Les Européens veulent protéger leurs ressortissants sans froisser N’Djamena – Le Monde

« Sensibiliser » le président tchadien Idriss Déby Itno « au respect de la présomption d’innocence« . L’objectif énoncé mercredi 31 octobre par Nicolas Sarkozy montre la délicate position de la diplomatie française dans l’affaire de l’Arche de Zoé.

Soucieux de « ménager les susceptibilités des uns et des autres« , selon les mots du président français, Paris entend toutefois travailler à une solution négociée avec son allié tchadien, notamment pour obtenir une requalification des inculpations et la tenue d’un procès en France. Pour l’heure, les dix-sept Européens détenus à Abéché risquent de cinq à vingt ans de travaux forcés s’ils sont reconnus coupables d' »enlèvements de mineurs tendant à compromettre leur état civil » et « escroquerie« .

Condamnant « sans ambiguïté » les activités de l’association, le chef de l’Etat français a laissé entendre qu’il plaiderait pour le jugement en France des membres de l’ONG. Il a aussi insisté sur le cas des deux journalistes français et des sept membres d’équipage espagnols, « ceux en tout cas dont on sait maintenant qu’apparemment ils n’étaient pas dans les actions de cette association« . Paris veut à la fois montrer qu’il « n’abandonne » pas ses compatriotes, comme le lui reproche l’opposition, et, parallèlement, entend tout faire pour éviter de froisser N’Djamena.


« TROUVER UN ÉQUILIBRE« 

« C’est un travail de discussion et non pas de revendication qui pourrait crisper, et ceci se discute finement« , reconnaît à Paris une source diplomatique proche du dossier. « On essaye de trouver un équilibre entre la souveraineté tchadienne, la justice tchadienne et le fait qu’il s’agit de Français« , explique cette source, affirmant, comme N’Djamena l’a encore fait mardi soir, que cette affaire n’aurait aucun impact sur le déploiement prochain de l’Eufor, force européenne à forte composante française dans l’est du Tchad. La Libye, de qui Paris s’est récemment rapprochée, a proposé « d’aider à un règlement de cette affaire« , a indiqué mercredi le ministère des affaires étrangères, qui l’en a « remercié« , ajoutant que Paris était déjà en « contact direct » avec N’Djamena.

Les deux autres pays concernés par l’affaire – l’Espagne et la Belgique – ont eux aussi insisté sur la protection de leurs ressortissants.
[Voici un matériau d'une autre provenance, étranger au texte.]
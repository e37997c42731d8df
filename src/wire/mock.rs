//! In-memory transport for tests.
//!
//! Scripts rows per statement text and encodes them into column bindings
//! the way a binary-protocol client library would: little-endian numerics
//! into fixed-width buffers, NUL-terminated text capped at the bound
//! capacity with truncation signaled. Bind descriptors, execute and fetch
//! calls are recorded for assertions.

use std::sync::{Arc, Mutex};

use rustc_hash::FxHashMap;

use super::{BindParam, ColumnBinding, ColumnMeta, Connection, FetchOutcome, PreparedStatement, WireType};

/// A scripted cell value.
#[derive(Debug, Clone, PartialEq)]
pub enum MockValue {
    /// SQL NULL.
    Null,
    /// 8-bit integer.
    I8(i8),
    /// 16-bit integer.
    I16(i16),
    /// 32-bit integer.
    I32(i32),
    /// 64-bit integer.
    I64(i64),
    /// 32-bit float.
    F32(f32),
    /// 64-bit float.
    F64(f64),
    /// Text.
    Text(String),
}

impl From<i8> for MockValue {
    fn from(v: i8) -> Self {
        MockValue::I8(v)
    }
}

impl From<i16> for MockValue {
    fn from(v: i16) -> Self {
        MockValue::I16(v)
    }
}

impl From<i32> for MockValue {
    fn from(v: i32) -> Self {
        MockValue::I32(v)
    }
}

impl From<i64> for MockValue {
    fn from(v: i64) -> Self {
        MockValue::I64(v)
    }
}

impl From<f32> for MockValue {
    fn from(v: f32) -> Self {
        MockValue::F32(v)
    }
}

impl From<f64> for MockValue {
    fn from(v: f64) -> Self {
        MockValue::F64(v)
    }
}

impl From<&str> for MockValue {
    fn from(v: &str) -> Self {
        MockValue::Text(v.to_string())
    }
}

impl MockValue {
    fn as_i64(&self, column: &str) -> i64 {
        match self {
            MockValue::I8(v) => *v as i64,
            MockValue::I16(v) => *v as i64,
            MockValue::I32(v) => *v as i64,
            MockValue::I64(v) => *v,
            other => panic!("mock: column '{column}' scripted {other:?} into an integer slot"),
        }
    }
}

/// Scripted result set: schema plus rows.
#[derive(Debug, Clone, Default)]
pub struct MockResultSet {
    /// Result schema.
    pub columns: Vec<ColumnMeta>,
    /// Scripted rows; each row must match the schema width.
    pub rows: Vec<Vec<MockValue>>,
}

impl MockResultSet {
    /// A result set with the given schema and no rows yet.
    pub fn new(columns: Vec<ColumnMeta>) -> MockResultSet {
        MockResultSet {
            columns,
            rows: Vec::new(),
        }
    }

    /// Appends a row.
    pub fn row(mut self, cells: Vec<MockValue>) -> MockResultSet {
        assert_eq!(
            cells.len(),
            self.columns.len(),
            "mock: row width must match column count"
        );
        self.rows.push(cells);
        self
    }
}

/// Per-statement behavior script.
#[derive(Debug, Clone, Default)]
pub struct MockScript {
    /// Result set; `None` means the statement produces no result set.
    pub result: Option<MockResultSet>,
    /// Reject the bind call with this message.
    pub reject_bind: Option<String>,
    /// Fail the execute call with this message.
    pub fail_execute: Option<String>,
    /// Fail the fetch of the row with this index.
    pub fail_fetch_at: Option<usize>,
}

impl MockScript {
    /// Script returning the given rows.
    pub fn returning(result: MockResultSet) -> MockScript {
        MockScript {
            result: Some(result),
            ..MockScript::default()
        }
    }

    /// Script for a statement with no result set.
    pub fn no_result_set() -> MockScript {
        MockScript::default()
    }

    /// Fails the fetch of row `index`.
    pub fn failing_fetch_at(mut self, index: usize) -> MockScript {
        self.fail_fetch_at = Some(index);
        self
    }

    /// Rejects the bind call.
    pub fn rejecting_bind(mut self, message: impl Into<String>) -> MockScript {
        self.reject_bind = Some(message.into());
        self
    }

    /// Fails the execute call.
    pub fn failing_execute(mut self, message: impl Into<String>) -> MockScript {
        self.fail_execute = Some(message.into());
        self
    }
}

/// Record of transport calls, shared by a connection and its statements.
#[derive(Debug, Clone, Default)]
pub struct MockLog {
    /// Statement texts passed to prepare, in order.
    pub prepared: Vec<String>,
    /// Descriptor lists committed by bind calls, in order.
    pub bound: Vec<Vec<Option<BindParam>>>,
    /// Number of execute calls.
    pub executes: usize,
    /// Number of fetch calls, terminal no-data fetches included.
    pub fetches: usize,
}

/// In-memory connection with scripted statements.
pub struct MockConnection {
    scripts: FxHashMap<String, MockScript>,
    log: Arc<Mutex<MockLog>>,
    insert_id: i64,
}

impl MockConnection {
    /// A connection with no scripted statements.
    pub fn new() -> MockConnection {
        MockConnection {
            scripts: FxHashMap::default(),
            log: Arc::new(Mutex::new(MockLog::default())),
            insert_id: 0,
        }
    }

    /// Scripts the given statement text.
    pub fn with_script(mut self, sql: impl Into<String>, script: MockScript) -> MockConnection {
        self.scripts.insert(sql.into(), script);
        self
    }

    /// Scripts a plain result set for the given statement text.
    pub fn with_result(self, sql: impl Into<String>, result: MockResultSet) -> MockConnection {
        self.with_script(sql, MockScript::returning(result))
    }

    /// Sets the id reported by [`Connection::last_insert_id`].
    pub fn with_last_insert_id(mut self, id: i64) -> MockConnection {
        self.insert_id = id;
        self
    }

    /// Snapshot of the call log.
    pub fn log(&self) -> MockLog {
        self.log.lock().unwrap().clone()
    }

    /// Shared handle to the call log, usable after the connection has been
    /// moved into an executor.
    pub fn log_handle(&self) -> Arc<Mutex<MockLog>> {
        Arc::clone(&self.log)
    }
}

impl Default for MockConnection {
    fn default() -> Self {
        MockConnection::new()
    }
}

impl Connection for MockConnection {
    type Stmt = MockStatement;

    fn prepare(&mut self, sql: &str) -> Result<MockStatement, String> {
        match self.scripts.get(sql) {
            Some(script) => {
                self.log.lock().unwrap().prepared.push(sql.to_string());
                Ok(MockStatement {
                    script: script.clone(),
                    cursor: 0,
                    log: Arc::clone(&self.log),
                    last_error: String::new(),
                })
            }
            None => Err(format!("no script for statement: {sql}")),
        }
    }

    fn last_insert_id(&self) -> i64 {
        self.insert_id
    }
}

/// Statement handle produced by [`MockConnection::prepare`].
pub struct MockStatement {
    script: MockScript,
    cursor: usize,
    log: Arc<Mutex<MockLog>>,
    last_error: String,
}

impl PreparedStatement for MockStatement {
    fn bind_params(&mut self, params: &[Option<BindParam>]) -> bool {
        self.log.lock().unwrap().bound.push(params.to_vec());
        match &self.script.reject_bind {
            Some(message) => {
                self.last_error = message.clone();
                false
            }
            None => true,
        }
    }

    fn execute(&mut self) -> bool {
        self.log.lock().unwrap().executes += 1;
        match &self.script.fail_execute {
            Some(message) => {
                self.last_error = message.clone();
                false
            }
            None => true,
        }
    }

    fn metadata(&self) -> Option<Vec<ColumnMeta>> {
        self.script.result.as_ref().map(|r| r.columns.clone())
    }

    fn fetch(&mut self, columns: &mut [ColumnBinding]) -> FetchOutcome {
        self.log.lock().unwrap().fetches += 1;

        if self.script.fail_fetch_at == Some(self.cursor) {
            self.last_error = "injected fetch failure".to_string();
            return FetchOutcome::Error;
        }

        let rows = match &self.script.result {
            Some(result) => &result.rows,
            None => return FetchOutcome::NoData,
        };
        if self.cursor >= rows.len() {
            return FetchOutcome::NoData;
        }

        let row = &rows[self.cursor];
        self.cursor += 1;
        assert_eq!(
            row.len(),
            columns.len(),
            "mock: scripted row width must match bound column count"
        );

        let mut truncated = false;
        for (cell, column) in row.iter().zip(columns.iter_mut()) {
            column.truncated = false;
            if encode_cell(cell, column) {
                truncated = true;
            }
        }

        if truncated {
            FetchOutcome::Truncated
        } else {
            FetchOutcome::Row
        }
    }

    fn last_error(&self) -> String {
        self.last_error.clone()
    }
}

// Returns true when the value was truncated to fit the bound capacity.
fn encode_cell(cell: &MockValue, column: &mut ColumnBinding) -> bool {
    if let MockValue::Null = cell {
        column.is_null = true;
        return false;
    }
    column.is_null = false;

    match column.wire_type {
        WireType::Tiny => {
            let v = cell.as_i64(&column.name) as i8;
            column.buffer[..1].copy_from_slice(&v.to_le_bytes());
        }
        WireType::Short => {
            let v = cell.as_i64(&column.name) as i16;
            column.buffer[..2].copy_from_slice(&v.to_le_bytes());
        }
        WireType::Long => {
            let v = cell.as_i64(&column.name) as i32;
            column.buffer[..4].copy_from_slice(&v.to_le_bytes());
        }
        WireType::LongLong => {
            let v = cell.as_i64(&column.name);
            column.buffer[..8].copy_from_slice(&v.to_le_bytes());
        }
        WireType::Float => match cell {
            MockValue::F32(v) => column.buffer[..4].copy_from_slice(&v.to_le_bytes()),
            other => panic!(
                "mock: column '{}' scripted {other:?} into a float slot",
                column.name
            ),
        },
        WireType::Double => match cell {
            MockValue::F64(v) => column.buffer[..8].copy_from_slice(&v.to_le_bytes()),
            other => panic!(
                "mock: column '{}' scripted {other:?} into a double slot",
                column.name
            ),
        },
        WireType::String => match cell {
            MockValue::Text(text) => {
                let capacity = column.buffer.len();
                let writable = capacity.saturating_sub(1);
                let bytes = text.as_bytes();
                let n = bytes.len().min(writable);
                column.buffer[..n].copy_from_slice(&bytes[..n]);
                column.buffer[n..].fill(0);
                if bytes.len() > writable {
                    column.truncated = true;
                    return true;
                }
            }
            other => panic!(
                "mock: column '{}' scripted {other:?} into a text slot",
                column.name
            ),
        },
    }
    false
}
Dès mardi, Madrid s’était dit « en désaccord » avec l’inculpation des sept Espagnols, arguant que « tout semble indiquer qu’il n’y ait pas de preuves concluantes » contre eux. De son côté, le gouvernement belge a assuré qu’il veillerait à ce que le pilote Jacques Wilmart, qui a été inculpé mercredi, « soit traité correctement et qu’il puisse assurer sa défense dans de bonnes conditions« .

Face à cette intervention des diplomaties européennes, les autorités tchadiennes sont restées vagues quant à la suite qu’elles comptent donner à l’affaire. Interrogé par RFI, Mahamat Hissène, directeur de cabinet du président Déby, s’est montré ouvert sur le sort des journalistes français. Mais il a affirmé que son pays n’avait pas, pour l’heure, de « position arrêtée » sur le lieu où les Français devaient être jugés.

Manifestation contre L’Arche de Zoé à Abéché

Plusieurs centaines de Tchadiens scandant « non à l’esclavagisme, non au trafic d’enfants » ont manifesté à Abéché, mercredi, contre l’ONG L’Arche de Zoé. Les manifestants se sont rassemblés devant les bureaux du gouverneur de la ville. « Je peux vous assurer que le gouvernement tchadien est conscient de vos plaintes et qu’il prend toutes les mesures judiciaires nécessaires pour enquêter sur cette affaire« , a assuré à la foule le gouverneur d’Abéché, Tourka Ramadan Karo. – (Avec Reuters.)